No, this is not a headline from last year. It’s happened again.
CBS News reports, “A Navy veteran who was going through an episode of paranoia died after a Northern California police officer knelt on his neck for several minutes, his family said Tuesday.” The deceased, 30-year-old Angelo Quinto, was suffering a mental health crisis and needed help.
The incident occurred on Dec. 23, though why it was not in the news until today is a mystery. Arguably it is only being reported now because the family filed a wrongful death suit against the Antioch, Calif. police department on February 18 and have indicated plans to file a federal suit in addition.
“I refer to it as the George Floyd technique, that’s what snuffed the life out of him and that cannot be a lawful technique,” John Burris, the family’s attorney, is quoted as saying. “We see not only violations of his civil rights but also violations against the rights of his mother and sister’s [sic], who saw what happened to him.”

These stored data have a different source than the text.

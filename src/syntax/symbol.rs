/*! Defines the variable symbols of propositional formulae.*/
use std::fmt;

/// Represents a propositional variable with a given name.
#[derive(PartialEq, Eq, PartialOrd, Ord, Hash, Clone)]
pub struct Var(pub String);

impl Var {
    /// Returns the name of the receiver.
    #[inline(always)]
    pub fn name(&self) -> &str {
        &self.0
    }
}

impl<S: Into<String>> From<S> for Var {
    fn from(name: S) -> Self {
        Self(name.into())
    }
}

impl fmt::Display for Var {
    fn fmt(&self, f: &mut fmt::Formatter) -> Result<(), fmt::Error> {
        write!(f, "{}", self.0)
    }
}

impl fmt::Debug for Var {
    fn fmt(&self, f: &mut fmt::Formatter) -> fmt::Result {
        write!(f, "{}", self.to_string())
    }
}
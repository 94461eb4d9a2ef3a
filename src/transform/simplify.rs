/*! Implements a simplification algorithm for formulae in Negation Normal Form.*/
use super::Nnf;
use crate::syntax::{And, Or};
use itertools::Itertools;

impl Nnf {
    /// Flattens the receiver and removes redundant constants and repeated arguments.
    ///
    /// The result satisfies the following:
    /// * no conjunction has a conjunction argument and no disjunction has a disjunction
    ///   argument,
    /// * conjunctions and disjunctions have at least two distinct arguments, kept in the
    ///   order of their first occurrence,
    /// * ⊤ and ⟘ appear only as the whole formula.
    pub fn simplify(self) -> Self {
        enum Step {
            Enter(Nnf),
            Exit { conjunctive: bool, arity: usize },
        }

        let mut steps = vec![Step::Enter(self)];
        let mut results: Vec<Nnf> = Vec::new();

        while let Some(step) = steps.pop() {
            match step {
                Step::Enter(node) => {
                    let (conjunctive, args) = match node {
                        Self::And(this) => (true, this.into_args()),
                        Self::Or(this) => (false, this.into_args()),
                        _ => {
                            results.push(node);
                            continue;
                        }
                    };
                    steps.push(Step::Exit {
                        conjunctive,
                        arity: args.len(),
                    });
                    steps.extend(args.into_iter().rev().map(Step::Enter));
                }
                Step::Exit { conjunctive, arity } => {
                    let args = results.split_off(results.len() - arity);
                    results.push(if conjunctive {
                        conjunction(args)
                    } else {
                        disjunction(args)
                    });
                }
            }
        }

        results.pop().unwrap_or(Self::Top)
    }
}

// Assumes `args` are already simplified.
fn conjunction(args: Vec<Nnf>) -> Nnf {
    let mut flat = Vec::new();
    for arg in args {
        match arg {
            Nnf::Top => {}
            Nnf::Bottom => return Nnf::Bottom,
            Nnf::And(inner) => flat.extend(inner.into_args()),
            _ => flat.push(arg),
        }
    }
    let mut flat = flat.into_iter().unique().collect_vec();
    match flat.len() {
        0 => Nnf::Top,
        1 => flat.remove(0),
        _ => And::new(flat).into(),
    }
}

// Assumes `args` are already simplified.
fn disjunction(args: Vec<Nnf>) -> Nnf {
    let mut flat = Vec::new();
    for arg in args {
        match arg {
            Nnf::Bottom => {}
            Nnf::Top => return Nnf::Top,
            Nnf::Or(inner) => flat.extend(inner.into_args()),
            _ => flat.push(arg),
        }
    }
    let mut flat = flat.into_iter().unique().collect_vec();
    match flat.len() {
        0 => Nnf::Bottom,
        1 => flat.remove(0),
        _ => Or::new(flat).into(),
    }
}
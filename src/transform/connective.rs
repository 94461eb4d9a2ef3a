/*! Rewrites implications, bi-implications and cardinality constraints in terms of negation,
conjunction and disjunction.*/
use super::Error;
use crate::syntax::Expr;
use itertools::Itertools;

/// Returns a formula equivalent to `formula` that contains no implications,
/// bi-implications or cardinality constraints. Subformulae are rewritten before their
/// parents, using an explicit stack so that deeply nested formulae are supported.
///
/// Quantified formulae are not supported.
pub(crate) fn rewrite(formula: &Expr) -> Result<Expr, Error> {
    enum Step<'f> {
        Enter(&'f Expr),
        Exit(&'f Expr),
    }

    let mut steps = vec![Step::Enter(formula)];
    let mut results: Vec<Expr> = Vec::new();

    while let Some(step) = steps.pop() {
        match step {
            Step::Enter(node) => match node {
                Expr::Top | Expr::Bottom | Expr::Var(_) | Expr::Literal(_) => {
                    results.push(node.clone())
                }
                Expr::Exists(_) | Expr::Forall(_) => return Err(Error::unsupported(node)),
                _ => {
                    steps.push(Step::Exit(node));
                    steps.extend(node.children().into_iter().rev().map(Step::Enter));
                }
            },
            Step::Exit(node) => match assemble(node, &mut results) {
                Some(result) => results.push(result),
                None => return Err(Error::unsupported(node)),
            },
        }
    }

    results.pop().ok_or_else(|| Error::unsupported(formula))
}

// Replaces the rewritten arguments of `node` on top of `results` with the rewriting of
// `node`. Returns `None` if `node` has no rewriting.
fn assemble(node: &Expr, results: &mut Vec<Expr>) -> Option<Expr> {
    let result = match node {
        Expr::Not(_) => Expr::not(results.pop()?),
        Expr::And(this) => Expr::all(pop_args(results, this.args().len())?),
        Expr::Or(this) => Expr::any(pop_args(results, this.args().len())?),
        Expr::Implies(_) => {
            let consequence = results.pop()?;
            let premise = results.pop()?;
            Expr::not(premise).or(consequence)
        }
        Expr::Iff(_) => {
            let right = results.pop()?;
            let left = results.pop()?;
            let not_left_or_right = Expr::not(left.clone()).or(right.clone());
            let not_right_or_left = Expr::not(right).or(left);
            not_left_or_right.and(not_right_or_left)
        }
        Expr::AtLeast(this) => at_least(this.bound(), pop_args(results, this.args().len())?),
        Expr::AtMost(this) => at_most(this.bound(), pop_args(results, this.args().len())?),
        Expr::Choose(this) => {
            let args = pop_args(results, this.args().len())?;
            at_least(this.bound(), args.clone()).and(at_most(this.bound(), args))
        }
        Expr::Between(this) => {
            let args = pop_args(results, this.args().len())?;
            at_least(this.lower(), args.clone()).and(at_most(this.upper(), args))
        }
        _ => return None,
    };
    Some(result)
}

fn pop_args(results: &mut Vec<Expr>, count: usize) -> Option<Vec<Expr>> {
    let start = results.len().checked_sub(count)?;
    Some(results.split_off(start))
}

// At least `bound` of `args` are true iff every subset of `n - bound + 1` arguments
// contains a true argument.
fn at_least(bound: usize, args: Vec<Expr>) -> Expr {
    let n = args.len();
    if bound == 0 {
        Expr::Top
    } else if bound > n {
        Expr::Bottom
    } else {
        Expr::all(
            args.into_iter()
                .combinations(n - bound + 1)
                .map(Expr::any)
                .collect(),
        )
    }
}

// At most `bound` of `args` are true iff every subset of `bound + 1` arguments contains
// a false argument.
fn at_most(bound: usize, args: Vec<Expr>) -> Expr {
    if bound >= args.len() {
        Expr::Top
    } else {
        Expr::all(
            args.into_iter()
                .combinations(bound + 1)
                .map(|subset| Expr::any(subset.into_iter().map(Expr::not).collect()))
                .collect(),
        )
    }
}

But unlike the death of George Floyd, which became the lead news story for weeks following the tragedy on May 25 in Minneapolis, details of Angelo Quinto’s fatal encounter with police are trickling out. Even more noteworthy is the absence of mob violence in reaction to the killing, which was presumed from Day One of the Floyd killing to have been fueled by racism. Then again, Angelo Quinto, who was born in the Philippines, was not black. (RELATED: Progressives overstate police killings, fueling pointless rage)
After George Floyd’s death, the chokehold technique that had been used to restrain him was outlawed in Minneapolis. Apparently the Antioch police department hasn’t yet gotten the news.